Not that it matters as none of the eighteen doctors will make any sort of diagnosis or prescribe medication because I'm on dialysis and the dialysis center has to do everything. Now, I love my DaVita Dialysis Center peeps. If I could I would nominate every last one of them for sainthood. They are the only people we've dealt with who can manage to communicate actual information to us in plain English and get actual work done. But they are not my primary or my hematologist or my nephrologist. They cannot be expected to know all about my leukemia or diabetes, but no matter what questions or problems I have, the answer is, "Ask your dialysis center. There is nothing I can do for you." Uh, I paid 150 bucks for this load of bullshit? Thank the gods for WebMD.

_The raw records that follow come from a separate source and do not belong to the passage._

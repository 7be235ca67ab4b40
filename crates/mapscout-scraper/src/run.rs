//! End-to-end scrape of one search query.

use std::time::Duration;

use mapscout_core::{BusinessCollection, ScrapeConfig};

use crate::accumulator::{accumulate_records, AccumulationStop};
use crate::budget::Budget;
use crate::discovery::{discover_listings, DiscoverySettings, DiscoveryStop};
use crate::error::{RunAborted, ScrapeError, SurfaceError};
use crate::resolver::{ExtractionPlan, FieldResolver};
use crate::selectors::{LISTING_ANCHOR, SEARCH_INPUT};
use crate::surface::{AutomationSurface, SessionGuard};

const HOME_SETTLE: Duration = Duration::from_secs(2);
const RELOAD_SETTLE: Duration = Duration::from_secs(3);
const TYPE_SETTLE: Duration = Duration::from_millis(500);
const RESULTS_SETTLE: Duration = Duration::from_secs(4);
const SCROLL_DELTA: (i64, i64) = (0, 10_000);

/// Outcome of a run that finished without losing its session.
#[derive(Debug, Clone)]
pub struct ScrapeReport {
    pub query: String,
    pub businesses: BusinessCollection,
    pub discovery: DiscoveryStop,
    /// Listing handles discovery handed to the per-listing loop.
    pub handles_found: usize,
    pub accumulation: AccumulationStop,
    /// Listings skipped because of a per-listing failure.
    pub failed: usize,
}

/// Searches for `query` and extracts up to `config.target_total` records.
///
/// Takes ownership of `surface` and closes it on every exit path.
///
/// # Errors
///
/// Returns [`RunAborted`] when the search page cannot be prepared or the
/// session fails; records gathered before a session failure travel with it.
pub async fn scrape_query<S>(
    surface: S,
    config: &ScrapeConfig,
    query: &str,
) -> Result<ScrapeReport, RunAborted>
where
    S: AutomationSurface + 'static,
{
    let budget = Budget::start(config.max_duration());
    let guard = SessionGuard::new(surface);

    let outcome = run_session(guard.surface(), config, query, &budget).await;

    // Close errors are logged by the guard; they do not change the outcome.
    let _ = guard.close().await;

    match &outcome {
        Ok(report) => tracing::info!(
            query,
            records = report.businesses.len(),
            discovery = %report.discovery,
            accumulation = %report.accumulation,
            failed = report.failed,
            elapsed_ms = u64::try_from(budget.elapsed().as_millis()).unwrap_or(u64::MAX),
            "scraping finished"
        ),
        Err(aborted) => tracing::error!(
            query,
            records = aborted.partial.len(),
            error = %aborted.error,
            "scraping aborted"
        ),
    }
    outcome
}

async fn run_session<S>(
    surface: &S,
    config: &ScrapeConfig,
    query: &str,
    budget: &Budget,
) -> Result<ScrapeReport, RunAborted>
where
    S: AutomationSurface,
{
    open_search(surface, &config.maps_url, query)
        .await
        .map_err(RunAborted::empty)?;

    let settings = DiscoverySettings {
        listing_selector: LISTING_ANCHOR,
        target_total: config.target_total,
        stability_threshold: config.stability_threshold,
        scroll_settle: config.scroll_settle(),
        scroll_delta: SCROLL_DELTA,
    };
    let discovery = discover_listings(surface, &settings, budget)
        .await
        .map_err(RunAborted::empty)?;

    let plan = ExtractionPlan::default();
    let resolver = FieldResolver::new(surface, &plan, config.item_settle());
    let accumulation = accumulate_records(
        &resolver,
        &discovery.handles,
        query,
        config.target_total,
        budget,
    )
    .await?;

    Ok(ScrapeReport {
        query: query.to_owned(),
        businesses: accumulation.businesses,
        discovery: discovery.stop,
        handles_found: discovery.handles.len(),
        accumulation: accumulation.stop,
        failed: accumulation.failed,
    })
}

/// Loads the maps home page and submits `query` in its search box.
async fn open_search<S>(surface: &S, maps_url: &str, query: &str) -> Result<(), ScrapeError>
where
    S: AutomationSurface,
{
    tracing::info!(maps_url, "opening maps");
    surface
        .navigate(maps_url)
        .await
        .map_err(|e| setup_error("open the maps page", e))?;
    tokio::time::sleep(HOME_SETTLE).await;

    tracing::info!(query, "searching");
    let inputs = surface
        .count(SEARCH_INPUT)
        .await
        .map_err(|e| setup_error("locate the search box", e))?;
    if inputs == 0 {
        tracing::warn!("search input not found on page; reloading");
        let current = surface
            .current_url()
            .await
            .map_err(|e| setup_error("read the current location", e))?;
        surface
            .navigate(&current)
            .await
            .map_err(|e| setup_error("reload the maps page", e))?;
        tokio::time::sleep(RELOAD_SETTLE).await;
    }

    surface
        .fill(SEARCH_INPUT, query)
        .await
        .map_err(|e| setup_error("type the query", e))?;
    tokio::time::sleep(TYPE_SETTLE).await;
    surface
        .press_key("Enter")
        .await
        .map_err(|e| setup_error("submit the query", e))?;
    tokio::time::sleep(RESULTS_SETTLE).await;

    // Hovering the feed makes lazy loading kick in; failure is harmless.
    match surface.find_all(LISTING_ANCHOR).await {
        Ok(anchors) => {
            if let Some(first) = anchors.first() {
                if let Err(e) = surface.hover(first).await {
                    if e.is_session() {
                        return Err(ScrapeError::SessionFailure(e));
                    }
                }
            }
        }
        Err(e) if e.is_session() => return Err(ScrapeError::SessionFailure(e)),
        Err(_) => {}
    }

    Ok(())
}

fn setup_error(step: &'static str, source: SurfaceError) -> ScrapeError {
    if source.is_session() {
        ScrapeError::SessionFailure(source)
    } else {
        ScrapeError::Setup { step, source }
    }
}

And because that couldn't possibly be enough to drive us nuts, we are also doing battle with Social Security and Medicare. The last thing that happened is probably the most iconic. We finally get sick of being ignored on the phone and show up at the Social Security office in Dade City. The status on my disability was pretty much what we knew it was going to be; in process. Check back in a year or two. Even though we keep being told that it's "automatic" and "instantaneous" for dialysis patients, I know better than that. The SSA takes at least two years to approve a disability claim no matter what. But we were getting a lot of conflicting information about when/if I can get on Medicare. As we suspected, all these hospital social workers that have been claiming to do all these wonderful things on our behalf haven't done a damn thing and the process hadn't even been started. So we asked what step one was. Make an appointment for a phone interview. So we tell the clerk to do that. Sorry, I can't. There are no appointments available as far out as the calendar lets me go. Sooooooo, now what? Our only option is to call every day and see if someone cancels. We just sat there, staring at her. She finally went to someone else's cube and found out there is a second, secret calendar (more shit-tastic software) that did have a couple openings. So on top of the four weeks we already wasted, now we wait for three more weeks just to take the first step in a process that is only supposed to take 30 days. As I told a fellow Moose Lodge member we bumped into later in the day; we have a trillion dollars a year to blow up countries most Americans couldn't find on a map, but we're too poor to fund an adequate number of employees in the SSA or VA or any agency other than the military.
So here we sit waiting and wondering as we watch our savings account slowly approach zero. When you see me on the news for choking someone with my bare hands, now you'll know why.